▸ Task item
Across the entries below, work out how many lines contain "rusqlite". Respond with the number and no other text.

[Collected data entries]
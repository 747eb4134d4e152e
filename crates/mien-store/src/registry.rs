//! User registry backed by SQLite.

use std::path::Path;

use chrono::{DateTime, Utc};
use mien_core::FaceObservation;
use rusqlite::{params, Connection, OptionalExtension};
use serde::Serialize;
use thiserror::Error;
use uuid::Uuid;

#[derive(Error, Debug)]
pub enum StoreError {
    #[error("database error: {0}")]
    Database(#[from] rusqlite::Error),
    #[error("observation serialization failed: {0}")]
    Serialize(#[from] serde_json::Error),
    #[error("username {0:?} is already registered")]
    DuplicateUser(String),
    #[error("observation is missing core landmarks (both eyes and nose base)")]
    MissingCoreLandmarks,
    #[error("stored record for {username:?} is corrupt: {detail}")]
    CorruptRecord { username: String, detail: String },
}

/// A registered user: identity plus the reference face captured at
/// registration time.
#[derive(Debug, Clone, Serialize)]
pub struct RegisteredUser {
    pub id: Uuid,
    pub username: String,
    pub created_at: DateTime<Utc>,
    /// PNG-encoded reference photo. Skipped in JSON output; fetch it
    /// through [`Registry::lookup`] when the bytes are needed.
    #[serde(skip_serializing)]
    pub photo_png: Vec<u8>,
    pub observation: FaceObservation,
}

/// Listing entry: record metadata without the photo or observation.
#[derive(Debug, Clone, Serialize)]
pub struct UserSummary {
    pub id: Uuid,
    pub username: String,
    pub created_at: DateTime<Utc>,
}

const SCHEMA: &str = "\
CREATE TABLE IF NOT EXISTS users (
    id          TEXT PRIMARY KEY,
    username    TEXT NOT NULL UNIQUE,
    created_at  TEXT NOT NULL,
    photo_png   BLOB NOT NULL,
    observation TEXT NOT NULL
);
";

/// SQLite-backed user registry.
pub struct Registry {
    conn: Connection,
}

impl Registry {
    /// Open (or create) the registry database at `path`.
    pub fn open(path: impl AsRef<Path>) -> Result<Self, StoreError> {
        let path = path.as_ref();
        let conn = Connection::open(path)?;
        conn.execute_batch(SCHEMA)?;
        tracing::debug!(path = %path.display(), "registry opened");
        Ok(Self { conn })
    }

    /// In-memory registry for tests and ephemeral runs.
    pub fn open_in_memory() -> Result<Self, StoreError> {
        let conn = Connection::open_in_memory()?;
        conn.execute_batch(SCHEMA)?;
        Ok(Self { conn })
    }

    /// Register a user with their reference photo and face observation.
    ///
    /// The observation must carry the core landmarks (both eyes and the
    /// nose base); registering a face that later cannot be compared would
    /// only defer the failure to verification time.
    pub fn register(
        &self,
        username: &str,
        photo_png: Vec<u8>,
        observation: &FaceObservation,
    ) -> Result<RegisteredUser, StoreError> {
        if !observation.has_core_landmarks() {
            return Err(StoreError::MissingCoreLandmarks);
        }
        let exists = self
            .conn
            .query_row(
                "SELECT 1 FROM users WHERE username = ?1",
                params![username],
                |_| Ok(()),
            )
            .optional()?
            .is_some();
        if exists {
            return Err(StoreError::DuplicateUser(username.to_owned()));
        }

        let user = RegisteredUser {
            id: Uuid::new_v4(),
            username: username.to_owned(),
            created_at: Utc::now(),
            photo_png,
            observation: observation.clone(),
        };
        let observation_json = serde_json::to_string(&user.observation)?;
        self.conn.execute(
            "INSERT INTO users (id, username, created_at, photo_png, observation)
             VALUES (?1, ?2, ?3, ?4, ?5)",
            params![
                user.id.to_string(),
                user.username,
                user.created_at.to_rfc3339(),
                user.photo_png,
                observation_json,
            ],
        )?;
        tracing::info!(username, user_id = %user.id, "user registered");
        Ok(user)
    }

    /// Fetch a user by username.
    pub fn lookup(&self, username: &str) -> Result<Option<RegisteredUser>, StoreError> {
        let raw = self
            .conn
            .query_row(
                "SELECT id, username, created_at, photo_png, observation
                 FROM users WHERE username = ?1",
                params![username],
                |row| {
                    Ok(RawUser {
                        id: row.get(0)?,
                        username: row.get(1)?,
                        created_at: row.get(2)?,
                        photo_png: row.get(3)?,
                        observation: row.get(4)?,
                    })
                },
            )
            .optional()?;
        raw.map(parse_user).transpose()
    }

    /// All registered users, ordered by username. Metadata only.
    pub fn list(&self) -> Result<Vec<UserSummary>, StoreError> {
        let mut stmt = self
            .conn
            .prepare("SELECT id, username, created_at FROM users ORDER BY username")?;
        let rows = stmt.query_map([], |row| {
            Ok((
                row.get::<_, String>(0)?,
                row.get::<_, String>(1)?,
                row.get::<_, String>(2)?,
            ))
        })?;

        let mut users = Vec::new();
        for row in rows {
            let (id, username, created_at) = row?;
            users.push(UserSummary {
                id: parse_uuid(&username, &id)?,
                created_at: parse_timestamp(&username, &created_at)?,
                username,
            });
        }
        Ok(users)
    }

    /// Remove a user. Returns whether a record was deleted.
    pub fn remove(&self, username: &str) -> Result<bool, StoreError> {
        let deleted = self
            .conn
            .execute("DELETE FROM users WHERE username = ?1", params![username])?;
        if deleted > 0 {
            tracing::info!(username, "user removed");
        }
        Ok(deleted > 0)
    }
}

struct RawUser {
    id: String,
    username: String,
    created_at: String,
    photo_png: Vec<u8>,
    observation: String,
}

fn parse_user(raw: RawUser) -> Result<RegisteredUser, StoreError> {
    let id = parse_uuid(&raw.username, &raw.id)?;
    let created_at = parse_timestamp(&raw.username, &raw.created_at)?;
    let observation: FaceObservation =
        serde_json::from_str(&raw.observation).map_err(|e| StoreError::CorruptRecord {
            username: raw.username.clone(),
            detail: e.to_string(),
        })?;
    Ok(RegisteredUser {
        id,
        username: raw.username,
        created_at,
        photo_png: raw.photo_png,
        observation,
    })
}

fn parse_uuid(username: &str, value: &str) -> Result<Uuid, StoreError> {
    Uuid::parse_str(value).map_err(|e| StoreError::CorruptRecord {
        username: username.to_owned(),
        detail: e.to_string(),
    })
}

fn parse_timestamp(username: &str, value: &str) -> Result<DateTime<Utc>, StoreError> {
    DateTime::parse_from_rfc3339(value)
        .map(|dt| dt.with_timezone(&Utc))
        .map_err(|e| StoreError::CorruptRecord {
            username: username.to_owned(),
            detail: e.to_string(),
        })
}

▸ Task response
2